2 放疗致HT发生的相关因素 2.1 放疗联合其他治疗头颈部肿瘤的治疗方法与HT的发生密切相关。Sinard等研究报道, 头颈部肿瘤患者约4%合并HT, 而经单纯放疗后约67%伴有HT[2, 3]。而放疗联合手术如甲状腺半切除+放疗或颈部手术+放疗与HT发生更为密切, 文献资料显示颈部单纯手术、单纯放疗、手术+放疗后HT发生率分别为23%、38%、70%[2, 4, 5]。Thorp等[6]报道, 单纯放疗、单纯手术、手术+放疗治疗口咽和下咽癌, 治疗后5a内HT发生率分别为50%、63%、89%, 其中甲状腺半切除后放疗HT发生率高达92%;因此在进行口咽全切除及甲状腺半切除术时, 应特别注意保护供应甲状腺的血管, 以尽可能的保护甲状腺功能。
颅内肿瘤, 特别是鞍区肿瘤, 放疗后可致下丘脑及垂体损伤[7, 8]。垂体腺瘤患者放疗(45Gy~50Gy)/(25~30)次分割, 放疗后诱发HT发生率为72%, 中位潜伏期为19年[9]; 颅咽管瘤行限制性手术, 术后再放疗, HT发生率71%~100%, 限制性手术联合术后放疗比单纯广泛性手术损伤减小, HT发生率降低[10, 11]。
2.2 放疗剂量放疗剂量与HT的发生呈明显的正相关[12], 据估计放疗诱导HT的最低剂量:下丘脑-垂体为50Gy, 而颈部为30Gy。Emami等[13]研究发现, 全甲状腺放疗45Gy、60Gy、70Gy后5a内HT的发生率分别为8%、13%、35%;Shakespeare等[12]研究报道, 全甲状腺放疗50Gy, HT的发生率为2%~ 50%, 其间相差20倍。
NHT呈明显的剂量依赖性, 鞍区放疗20Gy/8次、(42.5Gy ~45Gy)/15次, HT发生率分别为9%、52%, 头部肿瘤的放疗, 其内分泌改变与视神经、血管及其他组织损伤呈同样的剂量-效应关系[14, 15]。Hancock等[16]研究报道, 放疗剂量与HT发生的相对危险系数:成人1.02/Gy, 儿童1.06/Gy。

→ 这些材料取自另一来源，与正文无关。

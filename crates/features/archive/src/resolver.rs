//! Basename resolution over archive listings.
//!
//! Every `.py` file below a root directory proposes a candidate basename. All candidates
//! have to agree: the first one sets the expected value and any other value rejects the
//! archive.

use pmgr_kernel::domain::constants::{PACKAGE_PATH, PLUGIN_PATH, SOURCE_EXTENSION, fields};
use pmgr_kernel::domain::layout::{PathLayout, SubPluginRoot};
use pmgr_kernel::domain::project::ProjectKind;
use pmgr_kernel::validation::Violation;

/// A basename proposed by a single archive entry.
#[derive(Debug, Clone, Copy, PartialEq, Eq)]
pub struct Candidate<'a> {
    pub name: &'a str,
    /// The entry is a lone `{name}.py` rather than a file inside `{name}/`.
    pub module: bool,
    /// Sub-plugin path the entry was found under.
    pub sub_path: Option<&'a str>,
}

impl<'a> Candidate<'a> {
    #[must_use]
    pub const fn directory(name: &'a str) -> Self {
        Self { name, module: false, sub_path: None }
    }

    #[must_use]
    pub const fn module(name: &'a str) -> Self {
        Self { name, module: true, sub_path: None }
    }

    #[must_use]
    pub const fn under(self, sub_path: &'a str) -> Self {
        Self { sub_path: Some(sub_path), ..self }
    }
}

#[derive(Debug, Clone, Copy, PartialEq, Eq)]
pub enum Resolution<'a> {
    /// Every candidate named the same basename. `module` is set if any of them was a module.
    Found(Candidate<'a>),
    Missing,
    Multiple { first: &'a str, second: &'a str },
}

/// Applies the single-basename policy to the `.py` entries below `root`.
///
/// `extract` receives the remainder of each entry after `root` and returns the candidates
/// it proposes; empty names are ignored. Only names are compared, the first candidate's
/// sub-path is kept.
pub fn resolve_single<'a, I>(
    paths: &'a [String],
    root: &str,
    mut extract: impl FnMut(&'a str) -> I,
) -> Resolution<'a>
where
    I: IntoIterator<Item = Candidate<'a>>,
{
    let mut found: Option<Candidate<'a>> = None;

    for rest in paths
        .iter()
        .filter(|path| path.ends_with(SOURCE_EXTENSION))
        .filter_map(|path| path.strip_prefix(root))
    {
        for candidate in extract(rest).into_iter().filter(|c| !c.name.is_empty()) {
            found = match found.take() {
                None => Some(candidate),
                Some(mut first) if first.name == candidate.name => {
                    first.module |= candidate.module;
                    Some(first)
                },
                Some(first) => {
                    return Resolution::Multiple { first: first.name, second: candidate.name };
                },
            };
        }
    }

    found.map_or(Resolution::Missing, Resolution::Found)
}

/// The outcome of resolving an archive of a given kind.
#[derive(Debug, Clone, PartialEq, Eq)]
pub struct Resolved {
    pub kind: ProjectKind,
    pub basename: String,
    pub is_module: bool,
    /// Directory that contains the project, with a trailing slash.
    pub base: String,
    pub sub_path: Option<String>,
    /// Layouts accepted by `sub_path`.
    pub layout: Option<PathLayout>,
}

impl Resolved {
    fn new(kind: ProjectKind, base: String, candidate: Candidate<'_>) -> Self {
        Self {
            kind,
            basename: candidate.name.to_owned(),
            is_module: candidate.module,
            base,
            sub_path: candidate.sub_path.map(str::to_owned),
            layout: None,
        }
    }

    /// `{base}{basename}/`
    #[must_use]
    pub fn project_dir(&self) -> String {
        format!("{}{}/", self.base, self.basename)
    }

    /// `{base}{basename}.py`
    #[must_use]
    pub fn module_file(&self) -> String {
        format!("{}{}{SOURCE_EXTENSION}", self.base, self.basename)
    }

    /// `{base}{basename}_requirements.json`
    #[must_use]
    pub fn module_manifest(&self) -> String {
        format!("{}{}_requirements.json", self.base, self.basename)
    }
}

/// A plugin that sub-plugin archives are checked against.
#[derive(Debug, Clone, Copy)]
pub struct ParentPlugin<'a> {
    pub basename: &'a str,
    pub roots: &'a [SubPluginRoot],
}

/// First path segment of the remainder; lone files keep their full name.
fn first_segment(rest: &str) -> Option<Candidate<'_>> {
    Some(Candidate::directory(rest.split('/').next().unwrap_or(rest)))
}

/// Directory name, or the stem of a `.py` file sitting directly in the root.
fn directory_or_module(rest: &str) -> Option<Candidate<'_>> {
    match rest.split_once('/') {
        Some((name, _)) => Some(Candidate::directory(name)),
        None => rest.strip_suffix(SOURCE_EXTENSION).map(Candidate::module),
    }
}

/// # Errors
///
/// `multiple` or `not-found` on `zip_file` when the plugin directory is ambiguous or absent.
pub fn resolve_plugin(files: &[String]) -> Result<Resolved, Violation> {
    let kind = ProjectKind::Plugin;
    match resolve_single(files, PLUGIN_PATH, first_segment) {
        Resolution::Found(candidate) => Ok(Resolved::new(kind, PLUGIN_PATH.to_owned(), candidate)),
        Resolution::Multiple { .. } => Err(multiple_bases(kind)),
        Resolution::Missing => Err(no_base(kind)),
    }
}

/// # Errors
///
/// `multiple` or `not-found` on `zip_file` when the package directory or module is
/// ambiguous or absent.
pub fn resolve_package(files: &[String]) -> Result<Resolved, Violation> {
    let kind = ProjectKind::Package;
    match resolve_single(files, PACKAGE_PATH, directory_or_module) {
        Resolution::Found(candidate) => {
            Ok(Resolved::new(kind, PACKAGE_PATH.to_owned(), candidate))
        },
        Resolution::Multiple { .. } => Err(multiple_bases(kind)),
        Resolution::Missing => Err(no_base(kind)),
    }
}

/// Resolves the parent plugin directory first, then the sub-plugin below one of the
/// parent's registered paths.
///
/// # Errors
///
/// Rejects archives whose plugin directory is ambiguous, absent or differs from
/// `parent.basename`, and archives without exactly one sub-plugin basename.
pub fn resolve_sub_plugin(files: &[String], parent: &ParentPlugin<'_>) -> Result<Resolved, Violation> {
    match resolve_single(files, PLUGIN_PATH, first_segment) {
        Resolution::Found(plugin) if plugin.name == parent.basename => {},
        Resolution::Found(_) => {
            return Err(Violation::invalid(
                fields::ZIP_FILE,
                "Wrong plugin base directory found in zip.",
            ));
        },
        Resolution::Multiple { .. } => {
            return Err(Violation::multiple(fields::ZIP_FILE, "Multiple plugins found in zip."));
        },
        Resolution::Missing => {
            return Err(Violation::not_found(
                fields::ZIP_FILE,
                "No plugin base directory found in zip.",
            ));
        },
    }

    let plugin_dir = format!("{PLUGIN_PATH}{}/", parent.basename);
    let roots = parent.roots;
    let resolution = resolve_single(files, &plugin_dir, |rest| {
        roots.iter().filter_map(move |root| {
            let tail = rest.strip_prefix(root.path.as_str())?.strip_prefix('/')?;
            directory_or_module(tail).map(|candidate| candidate.under(&root.path))
        })
    });

    match resolution {
        Resolution::Found(candidate) => {
            let sub_path = candidate.sub_path.unwrap_or_default();
            let mut resolved = Resolved::new(
                ProjectKind::SubPlugin,
                format!("{plugin_dir}{sub_path}/"),
                candidate,
            );
            resolved.layout =
                roots.iter().find(|root| root.path == sub_path).map(|root| root.layout);
            Ok(resolved)
        },
        Resolution::Multiple { .. } => {
            Err(Violation::multiple(fields::ZIP_FILE, "Multiple sub-plugins found in zip."))
        },
        Resolution::Missing => Err(Violation::not_found(
            fields::ZIP_FILE,
            "No sub-plugin base directory found in zip.",
        )),
    }
}

fn multiple_bases(kind: ProjectKind) -> Violation {
    Violation::multiple(fields::ZIP_FILE, format!("Multiple base directories found for {kind}."))
}

fn no_base(kind: ProjectKind) -> Violation {
    Violation::not_found(fields::ZIP_FILE, format!("No base directory or file found for {kind}."))
}
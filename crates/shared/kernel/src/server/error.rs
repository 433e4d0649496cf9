use crate::validation::Violation;
use axum::Json;
use axum::http::StatusCode;
use axum::response::{IntoResponse, Response};
use pmgr_derive::api_model;
use pmgr_storage::StorageError;
use std::borrow::Cow;
use tracing::{error, warn};

pub type ApiResult<T> = Result<T, ApiError>;

/// Errors returned by handlers. Feature errors convert into this type at the router edge.
#[pmgr_derive::pmgr_error]
pub enum ApiError {
    #[error("Validation failed{}: {source}", format_context(.context))]
    Validation {
        #[source]
        source: Violation,
        context: Option<Cow<'static, str>>,
    },

    #[error("Not found{}: {message}", format_context(.context))]
    NotFound { message: Cow<'static, str>, context: Option<Cow<'static, str>> },

    #[error("Conflict{}: {message}", format_context(.context))]
    Conflict {
        field: Option<&'static str>,
        message: Cow<'static, str>,
        context: Option<Cow<'static, str>>,
    },

    #[error("Unauthorized{}: {message}", format_context(.context))]
    Unauthorized { message: Cow<'static, str>, context: Option<Cow<'static, str>> },

    #[error("Forbidden{}: {message}", format_context(.context))]
    Forbidden { message: Cow<'static, str>, context: Option<Cow<'static, str>> },

    #[error("Payload too large{}: {message}", format_context(.context))]
    PayloadTooLarge { message: Cow<'static, str>, context: Option<Cow<'static, str>> },

    #[error("Internal server error{}: {message}", format_context(.context))]
    Internal { message: Cow<'static, str>, context: Option<Cow<'static, str>> },
}

impl ApiError {
    pub fn not_found(message: impl Into<Cow<'static, str>>) -> Self {
        Self::NotFound { message: message.into(), context: None }
    }

    pub fn conflict(field: &'static str, message: impl Into<Cow<'static, str>>) -> Self {
        Self::Conflict { field: Some(field), message: message.into(), context: None }
    }

    pub fn forbidden(message: impl Into<Cow<'static, str>>) -> Self {
        Self::Forbidden { message: message.into(), context: None }
    }

    #[must_use]
    pub const fn status(&self) -> StatusCode {
        match self {
            Self::Validation { .. } => StatusCode::BAD_REQUEST,
            Self::NotFound { .. } => StatusCode::NOT_FOUND,
            Self::Conflict { .. } => StatusCode::CONFLICT,
            Self::Unauthorized { .. } => StatusCode::UNAUTHORIZED,
            Self::Forbidden { .. } => StatusCode::FORBIDDEN,
            Self::PayloadTooLarge { .. } => StatusCode::PAYLOAD_TOO_LARGE,
            Self::Internal { .. } => StatusCode::INTERNAL_SERVER_ERROR,
        }
    }

    /// The problem body sent to clients. Internal details never leave the server.
    #[must_use]
    pub fn problem(&self) -> ApiProblem {
        let status = self.status();
        let (code, field, message) = match self {
            Self::Validation { source, .. } => {
                (Some(source.code_str()), Some(source.field), source.message.to_string())
            },
            Self::Conflict { field, message, .. } => (None, *field, message.to_string()),
            Self::NotFound { message, .. }
            | Self::Unauthorized { message, .. }
            | Self::Forbidden { message, .. }
            | Self::PayloadTooLarge { message, .. } => (None, None, message.to_string()),
            Self::Internal { .. } => (None, None, "Internal server error".to_owned()),
        };

        ApiProblem {
            status: status.as_u16(),
            error: status.canonical_reason().unwrap_or("Error"),
            code,
            field,
            message,
        }
    }
}

/// JSON error body.
#[api_model(response)]
pub struct ApiProblem {
    pub status: u16,
    pub error: &'static str,
    #[serde(skip_serializing_if = "Option::is_none")]
    pub code: Option<&'static str>,
    #[serde(skip_serializing_if = "Option::is_none")]
    pub field: Option<&'static str>,
    pub message: String,
}

impl IntoResponse for ApiError {
    fn into_response(self) -> Response {
        let status = self.status();
        if status.is_server_error() {
            error!(error = %self, kind = self.kind(), "Request failed");
        } else {
            warn!(error = %self, kind = self.kind(), "Request rejected");
        }
        (status, Json(self.problem())).into_response()
    }
}

impl From<StorageError> for ApiError {
    fn from(err: StorageError) -> Self {
        match err {
            StorageError::NotFound { message, .. } => {
                Self::NotFound { message, context: Some("media".into()) }
            },
            StorageError::PathEscape { message, .. } => Self::Validation {
                source: Violation::invalid("path", format!("Invalid media path \"{message}\".")),
                context: None,
            },
            other => Self::Internal { message: other.to_string().into(), context: None },
        }
    }
}

#[cfg(test)]
mod tests {
    use super::*;
    use crate::validation::ViolationCode;

    #[test]
    fn validation_problem_carries_code_and_field() {
        let err = ApiError::from(Violation::multiple(
            "zip_file",
            "Multiple base directories found for plugin.",
        ));
        let problem = err.problem();

        assert_eq!(problem.status, 400);
        assert_eq!(problem.error, "Bad Request");
        assert_eq!(problem.code, Some("multiple"));
        assert_eq!(problem.field, Some("zip_file"));
        assert_eq!(problem.message, "Multiple base directories found for plugin.");
    }

    #[test]
    fn internal_details_are_hidden() {
        let problem = ApiError::from("catalog lock poisoned").problem();
        assert_eq!(problem.status, 500);
        assert_eq!(problem.message, "Internal server error");
    }

    #[test]
    fn storage_errors_map_to_http_semantics() {
        let missing = StorageError::NotFound { message: "logos/x.png".into(), context: None };
        assert_eq!(ApiError::from(missing).status(), StatusCode::NOT_FOUND);

        let escape = StorageError::PathEscape { message: "../x".into(), context: None };
        let ApiError::Validation { source, .. } = ApiError::from(escape) else {
            panic!("expected validation error");
        };
        assert_eq!(source.code, ViolationCode::Invalid);
    }

    #[test]
    fn conflict_maps_to_409() {
        let err = ApiError::conflict("basename", "Plugin \"gungame\" already registered.");
        assert_eq!(err.status(), StatusCode::CONFLICT);
        assert_eq!(err.problem().field, Some("basename"));
    }
}
use pmgr_kernel::validation::Violation;
use std::borrow::Cow;

#[pmgr_derive::pmgr_error]
pub enum ArchiveError {
    /// The upload was read but its contents are not acceptable.
    #[error("Archive rejected{}: {source}", format_context(.context))]
    Rejected {
        #[source]
        source: Violation,
        context: Option<Cow<'static, str>>,
    },

    #[error("Archive too large{}: {message}", format_context(.context))]
    TooLarge { message: Cow<'static, str>, context: Option<Cow<'static, str>> },

    #[error("Archive read failure{}: {source}", format_context(.context))]
    Io { source: std::io::Error, context: Option<Cow<'static, str>> },

    #[error("Internal archive error{}: {message}", format_context(.context))]
    Internal { message: Cow<'static, str>, context: Option<Cow<'static, str>> },
}

impl ArchiveError {
    /// The violation behind a rejection, if any.
    #[must_use]
    pub const fn violation(&self) -> Option<&Violation> {
        match self {
            Self::Rejected { source, .. } => Some(source),
            _ => None,
        }
    }
}
use pmgr_derive::pmgr_error;
use std::borrow::Cow;

#[pmgr_error]
pub enum ArchiveError {
    #[error("I/O error{}: {source}", format_context(.context))]
    Io {
        #[source]
        source: std::io::Error,
        context: Option<Cow<'static, str>>,
    },

    #[error("Structure error{}: {message}", format_context(.context))]
    Structure { code: &'static str, message: Cow<'static, str>, context: Option<Cow<'static, str>> },

    #[error("Internal error{}: {message}", format_context(.context))]
    Internal { message: Cow<'static, str>, context: Option<Cow<'static, str>> },
}

fn read() -> Result<Vec<u8>, ArchiveError> {
    std::fs::read("missing.zip").context("Reading upload")
}

fn main() {
    let err = ArchiveError::from("boom");
    assert_eq!(err.kind(), "internal");

    let err: Result<(), ArchiveError> = Err(ArchiveError::Structure {
        code: "multiple",
        message: "Multiple base directories found for plugin.".into(),
        context: None,
    });
    let err = err.context("plugin upload").unwrap_err();
    assert_eq!(err.kind(), "structure");
    assert!(err.to_string().ends_with("(plugin upload): Multiple base directories found for plugin."));

    let _ = read();
}
pub use crate::validation::{Violation, ViolationCode};
pub use pmgr_domain::constants::fields;
pub use pmgr_domain::project::{ProjectKey, ProjectKind};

2.3 放疗技术近年来, 随着放疗技术的改进, 可使下丘脑/垂体、甲状腺受到较小的范围及较少的剂量照射。放疗范围与HT相关, 若自胸廓入口向上7cm的范围或有一半的甲状腺在照射野内, 则放疗后HT的发生率增高。对于头颈部肿瘤放疗时, 颈前正中部分屏蔽挡铅, 可以减少甲状腺受照射的范围及剂量, 降低HT的发生, 但是局部复发率增高, 所以部分患者不适宜颈前挡铅[17]。
目前, 应用三维适形放疗(three-dimensional conformal radiotherapy, 3D-CRT)技术, 可以使正常组织受照射体积减小、剂量减少。颅内肿瘤, 特别是鞍旁肿瘤, 采用3D-CRT或放射手术(radiosurgery, RS)治疗, 可以减少NHT的发生[18, 19]; 另外, 采用质子或光子射线照射也可以减少NHT及继发性肿瘤的发生[20]。但是应用适形放疗后, 有较多的正常组织暴露于照射野内, 全身受照射的体积增大, 漏射增加, 由此可增加继发性肿瘤的发生[21]。
放疗分割方式与HT的发生有关。甲状腺作为晚反应组织, 超分割放疗可以降低HT的发生。Ricardi等[22]研究发现, 常规分割与超分割治疗儿童后颅凹髓母细胞瘤, 放疗后在相同的随访期内, 约5a内, HT的发生率分别为80%、33.3%, 因此, 脑脊髓超分割放疗, 可以减轻患者发生甲状腺功能异常的危险。
3 结束语头颈部肿瘤患者放疗后可诱发HT, 其发生率与放疗剂量、范围、分割方式及合并手术治疗等有关。因此, 在放射治疗前后, 都应该测定甲状腺功能, 包括TSH、FT3、FT4, 随访过程中每3个月至6个月测量一次, 至少5a, 以便及时发现HT, 及时服用甲状腺素替代治疗, 从而减轻患者临床症状, 提高生活质量。